What do Democrats have to do with it?
Not much, except that they seem to be relishing in the bad optics this creates for Republicans in the upcoming midterm elections.
Trump repeatedly said Democrats were to blame and cited a "horrible law" that separates families. But no law mandates that parents must be separated from their children at the border, and it's not a policy Democrats have pushed or can change alone as the minority in Congress.
(That 2008 law signed by Bush dealt only with unaccompanied minors, not families.)
Perhaps a bigger obstacle is that Republicans, currently in control of Congress, have been deeply divided on immigration.
Moderate Republicans have been trying to negotiate a plan that would reduce family separations and also open a door to citizenship for young immigrants brought to the U.S. as children and who stayed illegally.
Many hardline conservatives, however, are leery of any legislation that would protect from deportation immigrants who arrived illegally, calling it "amnesty" and complicating the Republican Party's ability to pass both the House and reach the needed 60 votes in the Senate.
Some Democrats have speculated that Trump is using the humanitarian crisis as leverage to negotiate a tougher immigration bill, an assertion the White House has rejected.
But White House spokesman Hogan Gidley said Monday that any crisis belongs to Democrats because they are the ones who rejected Trump's initial immigration plan.
"It's a dangerous situation for this country and it's all on the backs of the Democrats," he told Fox News.
Images from inside U.S. detention centres housing children of illegal immigrants who've been separated from their parents:
What's this about the Bible?
Last week, Sessions cited the Bible in defending the policy.
"I would cite you to the Apostle Paul and his clear and wise command in Romans 13, to obey the laws of the government because God has ordained them for the purpose of order," he said.
White House press secretary Sarah Huckabee Sanders defended Sessions' use of the Bible saying "it is biblical to enforce the law."
But longtime Trump ally, the Rev. Franklin Graham, had already rejected the zero-tolerance policy as "disgraceful," while former first lady Laura Bush called the practice "cruel" and "immoral."

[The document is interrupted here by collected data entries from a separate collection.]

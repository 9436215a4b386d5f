use anyhow::{Context, Result};
use productsapp::config::ProductsConfig;
use productsapp::{http, FsBackend, ProductRepository, StorageBackend};
use std::sync::Arc;
use tracing::{info, warn};

pub fn serve(config: &ProductsConfig) -> Result<()> {
    let backend = FsBackend::new(&config.storage.data_file);
    let path = backend.path().display().to_string();

    if config.storage.create_if_missing {
        if backend.initialize()? {
            info!(path = %path, "created empty product document");
        }
    } else if !backend.path().exists() {
        warn!(path = %path, "product document does not exist; requests will fail until it does");
    }

    let repo = Arc::new(ProductRepository::new(backend));
    let location = repo.store().location();
    let app = http::router(repo, config.server.static_dir.clone());

    let runtime = tokio::runtime::Builder::new_multi_thread()
        .enable_all()
        .build()
        .context("failed to start runtime")?;

    info!(path = %location.display(), "serving products");
    runtime
        .block_on(http::serve(app, &config.server.bind, shutdown_signal()))
        .with_context(|| format!("server on {} failed", config.server.bind))?;
    Ok(())
}

pub fn init(config: &ProductsConfig) -> Result<()> {
    let backend = FsBackend::new(&config.storage.data_file);
    let path = backend.path().display().to_string();

    if backend.initialize()? {
        println!("Initialized empty product document at {}", path);
    } else {
        println!("Product document already exists at {}", path);
    }
    Ok(())
}

async fn shutdown_signal() {
    if let Err(e) = tokio::signal::ctrl_c().await {
        warn!(error = %e, "failed to listen for ctrl-c");
        std::future::pending::<()>().await;
    }
    info!("shutting down");
}
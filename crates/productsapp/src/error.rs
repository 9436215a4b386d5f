use std::path::PathBuf;
use thiserror::Error;

#[derive(Error, Debug)]
pub enum ProductsError {
    /// Carries the requested id.
    #[error("Product not found")]
    NotFound(String),

    #[error("Failed to read {path}: {reason}")]
    StorageRead { path: PathBuf, reason: String },

    #[error("Failed to write {path}: {reason}")]
    StorageWrite { path: PathBuf, reason: String },

    #[error("Invalid request body: {0}")]
    InvalidBody(String),

    #[error("Config error: {0}")]
    Config(String),

    #[error("Internal error: {0}")]
    Internal(String),
}

impl ProductsError {
    pub fn read(path: impl Into<PathBuf>, reason: impl ToString) -> Self {
        ProductsError::StorageRead {
            path: path.into(),
            reason: reason.to_string(),
        }
    }

    pub fn write(path: impl Into<PathBuf>, reason: impl ToString) -> Self {
        ProductsError::StorageWrite {
            path: path.into(),
            reason: reason.to_string(),
        }
    }

    /// Map this error to the HTTP status the adapter answers with.
    pub fn status_code(&self) -> u16 {
        match self {
            ProductsError::NotFound(_) => 404,
            ProductsError::InvalidBody(_) => 400,
            ProductsError::StorageRead { .. }
            | ProductsError::StorageWrite { .. }
            | ProductsError::Config(_)
            | ProductsError::Internal(_) => 500,
        }
    }
}

impl From<confique::Error> for ProductsError {
    fn from(err: confique::Error) -> Self {
        ProductsError::Config(err.to_string())
    }
}

pub type Result<T> = std::result::Result<T, ProductsError>;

Cardinal Timothy Dolan, the Roman Catholic archbishop of New York, told CNN June 15 there's no defence for separating families. He called the U.S. actions "unjust" and "unAmerican."
"If they want to take a baby from the arms of his mother and separate the two, that's wrong," Dolan said. "I don't care where you're at, what time and condition, that just goes against — you don't have to read the Bible for that."

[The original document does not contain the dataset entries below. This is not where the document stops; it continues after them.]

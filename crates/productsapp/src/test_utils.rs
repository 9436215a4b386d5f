use crate::repository::ProductRepository;
use crate::store::fs_backend::FsBackend;
use std::fs;
use std::path::PathBuf;
use tempfile::TempDir;

pub struct TestEnv {
    // We keep _temp_dir to ensure the directory is not dropped until the test is done
    pub _temp_dir: TempDir,
    pub repo: ProductRepository<FsBackend>,
    pub data_file: PathBuf,
}

impl Default for TestEnv {
    fn default() -> Self {
        Self::new()
    }
}

impl TestEnv {
    /// A repository over an empty collection document.
    pub fn new() -> Self {
        Self::with_document("[]")
    }

    /// A repository over a document with the given raw contents.
    pub fn with_document(contents: &str) -> Self {
        let temp_dir = tempfile::tempdir().expect("failed to create temp dir");
        let data_file = temp_dir.path().join("products.json");
        fs::write(&data_file, contents).expect("failed to seed document");
        Self::from_parts(temp_dir, data_file)
    }

    /// A repository whose document does not exist yet.
    pub fn without_document() -> Self {
        let temp_dir = tempfile::tempdir().expect("failed to create temp dir");
        let data_file = temp_dir.path().join("products.json");
        Self::from_parts(temp_dir, data_file)
    }

    fn from_parts(temp_dir: TempDir, data_file: PathBuf) -> Self {
        let repo = ProductRepository::new(FsBackend::new(&data_file));
        Self {
            _temp_dir: temp_dir,
            repo,
            data_file,
        }
    }

    pub fn read_document(&self) -> String {
        fs::read_to_string(&self.data_file).expect("failed to read document")
    }
}

#[cfg(test)]
mod tests {
    use super::*;
    use crate::error::ProductsError;
    use crate::model::Fields;
    use crate::query::ProductQuery;
    use serde_json::{json, Value};

    #[test]
    fn create_writes_pretty_json_array() {
        let env = TestEnv::new();
        let mut fields = Fields::new();
        fields.insert("name".into(), json!("Widget"));

        let created = env.repo.create(fields).unwrap();

        let raw = env.read_document();
        assert!(raw.starts_with("[\n  {"));
        let on_disk: Value = serde_json::from_str(&raw).unwrap();
        assert_eq!(on_disk[0]["id"], json!(created.id));
        assert_eq!(on_disk[0]["name"], json!("Widget"));
    }

    #[test]
    fn missing_document_is_a_read_error() {
        let env = TestEnv::without_document();
        assert!(matches!(
            env.repo.list(&ProductQuery::default()),
            Err(ProductsError::StorageRead { .. })
        ));
    }
}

Melania Trump issued her own statement saying that she "hates" to see families separated at the border and hopes "both sides of the aisle" can reform the nation's immigration laws.
But the White House and supporters of the administration's policy showed no signs of backing down until Trump's sudden reversal on Wednesday.
Trump on Tuesday was still blaming the Democrats for letting illegal aliens "infest" the country.
Democrats are the problem. They don’t care about crime and want illegal immigrants, no matter how bad they may be, to pour into and infest our Country, like MS-13. They can’t win on their terrible policies, so they view them as potential voters!
—@realDonaldTrump
Also on Tuesday, former Trump campaign manager Corey Lewandowski dismissed a story shared by Democratic National Committee adviser Zac Petkanas of a 10-year-old girl with Down syndrome who had reportedly been forcibly separated from her mother.
"Wah wah," he said during the appearance on Fox News.
Earlier on Wednesday, the head of U.S. Immigration and Customs Enforcement invoked the Sept. 11 attacks to defend the policy.
Acting ICE director Thomas Homan told the Fox News show Fox & Friends: "I see a lot of tweets from New York congressmen. How soon they forget what happened in New York at the hands of people in the country illegally."
The Sept. 11 hijackers had entered the country legally (two of them had overstayed their visas).